Après les profondes modifications apportées par les sénateurs en deuxième lecture au projet de loi bioéthique, le texte sera débattu par une commission mixte paritaire le 17 février. En cas de désaccord, c’est l’assemblée qui aura le dernier mot, ce qui laisse craindre un retour des dérives supprimées par les sénateurs. Décrié par le collectif Marchons enfants, il est aussi critiqué par le mouvement des faucheurs volontaires d’OGM : dans une lettre ouverte, ils dénoncent « l’adaptation de l’éthique aux évolutions techniques ». Quatre points les préoccupent :

  • l’autorisation des embryons transgéniques et ses dérives eugéniques : « Nous voyons bien que les manipulations sur les embryons destinés à être détruits préparent les manipulations sur les embryons qui seront implantés » écrivent-ils. En outre, l’ « édition du génome» qui serait utilisée pour modifier le génome des embryons « n’est pas définie dans la loi ». Il s’agit « d’une invention de l’industrie des biotechnologies qui veut minimiser les conséquences de ces manipulations soi-disant précises mais qui en réalité génèrent de très nombreux effets non intentionnels. (…) Va-t-on modifier des bébés sachant cela ? ».

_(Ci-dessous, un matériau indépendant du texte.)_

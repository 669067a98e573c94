use chrono::NaiveDate;
use serde::{Deserialize, Serialize};

use super::{CaxCode, Patient, Personal};
use crate::request::QueryParams;

/// Payload for opening a medical history.
#[derive(Debug, Clone, PartialEq, Eq, Serialize, Deserialize)]
pub struct MedicalHistoryCreate {
    /// Admission date
    pub admission_date: NaiveDate,
    /// Discharge date, if already known
    #[serde(default)]
    pub discharge_date: Option<NaiveDate>,
    /// Patient full name
    pub full_name: String,
    /// Patient date of birth
    pub birth_date: NaiveDate,
    /// Patient address
    pub address: String,
    /// Patient workplace
    #[serde(default)]
    pub workplace: Option<String>,
    /// Clinical diagnosis
    pub diagnosis: String,
    /// ICD-10 code
    pub icd10_code: String,
    /// Tariff code id
    pub cax_code_id: i64,
    /// Attending doctor id
    pub doctor_id: i64,
    /// Attending nurse id
    pub nurse_id: i64,
}

/// `PUT /medical_history/{id}` takes the same shape as creation.
pub type MedicalHistoryUpdate = MedicalHistoryCreate;

/// A medical history as returned by the API.
#[derive(Debug, Clone, PartialEq, Eq, Serialize, Deserialize)]
pub struct MedicalHistoryRead {
    /// Record id
    pub id: i64,
    /// Sequential history number
    pub history_number: i64,
    /// Admission date
    pub admission_date: NaiveDate,
    /// Discharge date
    #[serde(default)]
    pub discharge_date: Option<NaiveDate>,
    /// Clinical diagnosis
    pub diagnosis: String,
    /// ICD-10 code
    pub icd10_code: String,
    /// Cancellation marker; `Some` when the history was cancelled
    #[serde(default)]
    pub cancelled: Option<String>,
    /// Creation timestamp
    #[serde(default, skip_serializing_if = "Option::is_none")]
    pub created_at: Option<String>,
    /// Last update timestamp
    #[serde(default, skip_serializing_if = "Option::is_none")]
    pub updated_at: Option<String>,
    /// Patient
    pub patient: Patient,
    /// Attending doctor
    pub doctor: Personal,
    /// Attending nurse
    pub nurse: Personal,
    /// Tariff code
    pub cax_code: CaxCode,
}

impl MedicalHistoryRead {
    /// Returns true if the history has been cancelled.
    #[must_use]
    pub fn is_cancelled(&self) -> bool {
        self.cancelled.as_deref().is_some_and(|c| !c.is_empty())
    }

    /// Default file name for the rendered history document.
    #[must_use]
    pub fn report_filename(&self) -> String {
        format!("История_болезни_{}.docx", self.history_number)
    }
}

/// Filters for listing and exporting medical histories.
///
/// Values are sent as typed by the user, trimmed; blank values are omitted.
#[derive(Debug, Clone, Default, PartialEq, Eq, Serialize, Deserialize)]
pub struct MedicalHistoryFilters {
    /// Patient name fragment
    #[serde(default)]
    pub full_name: Option<String>,
    /// Admission date lower bound
    #[serde(default)]
    pub start_date: Option<String>,
    /// Admission date upper bound
    #[serde(default)]
    pub end_date: Option<String>,
}

impl MedicalHistoryFilters {
    /// Renders the filters as query parameters.
    #[must_use]
    pub fn to_query(&self) -> QueryParams {
        QueryParams::new()
            .with("full_name", self.full_name.as_deref().map(str::trim))
            .with("start_date", self.start_date.as_deref().map(str::trim))
            .with("end_date", self.end_date.as_deref().map(str::trim))
    }
}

  • l’autorisation des embryons chimériques et la « régression » qu’elle implique.
  • les recherches sur les cellules souches pluripotentes induites, qui pourraient mener à la création de gamètes « artificiels » en abondance et de fait au tri « quasi industriel » des embryons.
  • L’autorisation du séquençage du génome en prénatal qui peut aboutir à des « interruptions médicales de grossesse » jusqu’au terme de la grossesse.

« Peut-on fonder une société humaine sur la transgression perpétuelle par la technique des limites éthiques ? » interroge le collectif des faucheurs d’OGM.